Figure 2. Characterization of EN106 binding with FEM1B.

(a) Synthesis of NJH-2-030. (b) Dose-response of NJH-2-030 inhibition of FEM1B and TAMRA-conjugated FNIP1 interaction assessed by fluorescence polarization. (c, d) NJH-2-030 engagement of FEM1B in cells. HEK293T cells were treated with DMSO or NJH-2-030 (10 μM) for 4 h. Cell lysates were subjected to CuAAC with biotin picolyl azide, probe-modified proteins were avidin-enriched, eluted, and analyzed by SDS/PAGE and Western blotting for FEM1B or loading control GAPDH (c) or analyzed by TMT-based quantitative proteomic profiling (d). Data are from n=3/group.

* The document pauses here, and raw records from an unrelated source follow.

#![forbid(unsafe_code)]

//! Form-encoded payload for the `filter_products` AJAX action.
//!
//! Omission carries meaning: `min_price`/`max_price` appear only when
//! they differ from the catalog bounds (absence means "no constraint",
//! not zero), and `on_sale`/`in_stock` appear only when set. The sort,
//! page size, and page fields are always present.

use storefacet_core::state::{FilterState, PriceBounds};

/// One outgoing `filter_products` request body.
///
/// Pairs are kept in the order the endpoint's handler reads them:
/// `action`, `nonce`, `categories[]`, the conditional filters, then
/// `orderby`, `per_page`, `paged`.
#[derive(Debug, Clone, PartialEq, Eq)]
pub struct FilterRequest {
    pairs: Vec<(String, String)>,
}

impl FilterRequest {
    /// Serialize `state` into a request body for the given nonce.
    #[must_use]
    pub fn new(state: &FilterState, bounds: PriceBounds, nonce: &str) -> Self {
        let mut pairs = Vec::with_capacity(8 + state.categories.len());
        pairs.push(("action".into(), "filter_products".into()));
        pairs.push(("nonce".into(), nonce.into()));

        for id in &state.categories {
            pairs.push(("categories[]".into(), id.get().to_string()));
        }
        if state.price.constrains_min(bounds) {
            pairs.push(("min_price".into(), state.price.min.to_string()));
        }
        if state.price.constrains_max(bounds) {
            pairs.push(("max_price".into(), state.price.max.to_string()));
        }
        if state.on_sale {
            pairs.push(("on_sale".into(), "1".into()));
        }
        if state.in_stock {
            pairs.push(("in_stock".into(), "1".into()));
        }

        pairs.push(("orderby".into(), state.orderby.as_str().into()));
        pairs.push(("per_page".into(), state.per_page.count().to_string()));
        pairs.push(("paged".into(), state.page.max(1).to_string()));

        Self { pairs }
    }

    /// The key/value pairs in emission order.
    #[must_use]
    pub fn pairs(&self) -> &[(String, String)] {
        &self.pairs
    }

    /// Whether a key is present at all.
    #[must_use]
    pub fn contains(&self, key: &str) -> bool {
        self.pairs.iter().any(|(k, _)| k == key)
    }

    /// First value for `key`, if present.
    #[must_use]
    pub fn value(&self, key: &str) -> Option<&str> {
        self.pairs
            .iter()
            .find(|(k, _)| k == key)
            .map(|(_, v)| v.as_str())
    }

    /// All values for `key`, in order. Used for `categories[]`.
    #[must_use]
    pub fn values(&self, key: &str) -> Vec<&str> {
        self.pairs
            .iter()
            .filter(|(k, _)| k == key)
            .map(|(_, v)| v.as_str())
            .collect()
    }

    /// The `application/x-www-form-urlencoded` body.
    #[must_use]
    pub fn body(&self) -> String {
        let mut enc = url::form_urlencoded::Serializer::new(String::new());
        for (k, v) in &self.pairs {
            enc.append_pair(k, v);
        }
        enc.finish()
    }
}
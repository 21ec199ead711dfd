#![forbid(unsafe_code)]

//! Price slider drag math.
//!
//! Pure pixel-to-value translation plus the handle separation rules. The
//! host reports pointer positions and the measured track rectangle; the
//! engine feeds the results into [`crate::store::FilterStore::stage_price`].
//! Nothing here touches state.

use crate::state::PriceBounds;

/// Which slider handle a drag or track click addresses.
#[derive(Debug, Clone, Copy, PartialEq, Eq)]
pub enum Handle {
    /// The minimum-price handle.
    Low,
    /// The maximum-price handle.
    High,
}

impl Handle {
    /// The handle numerically closer to `value`. Ties go to `Low`.
    #[must_use]
    pub fn nearest(value: u32, low: u32, high: u32) -> Self {
        if value.abs_diff(low) <= value.abs_diff(high) {
            Handle::Low
        } else {
            Handle::High
        }
    }
}

/// The slider track's horizontal extent in host pixels, as measured at
/// the time of the pointer event.
#[derive(Debug, Clone, Copy, PartialEq)]
pub struct TrackRect {
    /// Left edge of the track.
    pub left: f64,
    /// Track width. Zero or negative widths map every position to the floor.
    pub width: f64,
}

impl TrackRect {
    /// Create a track rectangle.
    #[must_use]
    pub const fn new(left: f64, width: f64) -> Self {
        Self { left, width }
    }
}

/// Translates pointer positions into snapped price values and keeps the
/// two handles at least one step apart.
#[derive(Debug, Clone, Copy)]
pub struct PriceSlider {
    bounds: PriceBounds,
}

impl PriceSlider {
    /// Create a slider over `bounds`.
    #[must_use]
    pub fn new(bounds: PriceBounds) -> Self {
        Self { bounds }
    }

    /// The price value under pixel `x`, snapped to the step grid.
    #[must_use]
    pub fn value_at(&self, x: f64, track: TrackRect) -> u32 {
        if track.width <= 0.0 || !x.is_finite() {
            return self.bounds.floor();
        }
        let ratio = ((x - track.left) / track.width).clamp(0.0, 1.0);
        let span = f64::from(self.bounds.ceil() - self.bounds.floor());
        let raw = f64::from(self.bounds.floor()) + ratio * span;
        self.bounds.snap(raw.round() as u32)
    }

    /// Constrain a proposed minimum so it stays a full step below
    /// `current_high` and inside bounds.
    #[must_use]
    pub fn clamp_low(&self, proposed: u32, current_high: u32) -> u32 {
        let limit = current_high
            .saturating_sub(self.bounds.step())
            .max(self.bounds.floor());
        proposed.clamp(self.bounds.floor(), limit)
    }

    /// Constrain a proposed maximum so it stays a full step above
    /// `current_low` and inside bounds.
    #[must_use]
    pub fn clamp_high(&self, proposed: u32, current_low: u32) -> u32 {
        let limit = current_low
            .saturating_add(self.bounds.step())
            .min(self.bounds.ceil());
        proposed.clamp(limit, self.bounds.ceil())
    }

    /// Fraction of the track at which `value` sits, in `[0, 1]`.
    #[must_use]
    pub fn ratio(&self, value: u32) -> f64 {
        let span = self.bounds.ceil() - self.bounds.floor();
        if span == 0 {
            return 0.0;
        }
        f64::from(self.bounds.clamp(value) - self.bounds.floor()) / f64::from(span)
    }
}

Proteins annotated and highlighted in red showed >2-fold enrichment with probe over DMSO with adjusted p-values=0.001 or p-values<0.001. (e, f) Flow cytometry analysis of GFP-FNIP1 degron levels compared to mCherry levels with EN106 treatment in HEK293T cells for 12 h with either basal levels of FEM1B or with transient FEM1B overexpression. Representative flow cytometry traces of DMSO and EN106 (20 μM) treatment groups shown in (e) and quantified data shown in (f). (g) EN106 inhibits oxygen consumption in HEK293T cells. HEK293T cells were treated with DMSO vehicle or EN106 (10 μM) for 16 h after which mitochondrial oxygen consumption was read out with MitoXpress Xtra reagent. Shown in (b, f, g) are individual biological replicate values and/or average ± sem for n=2-4/group. Significance in (f, g) is expressed as *p<0.05 compared to vehicle-treated controls in each group in (f) or compared to each paired control in (g).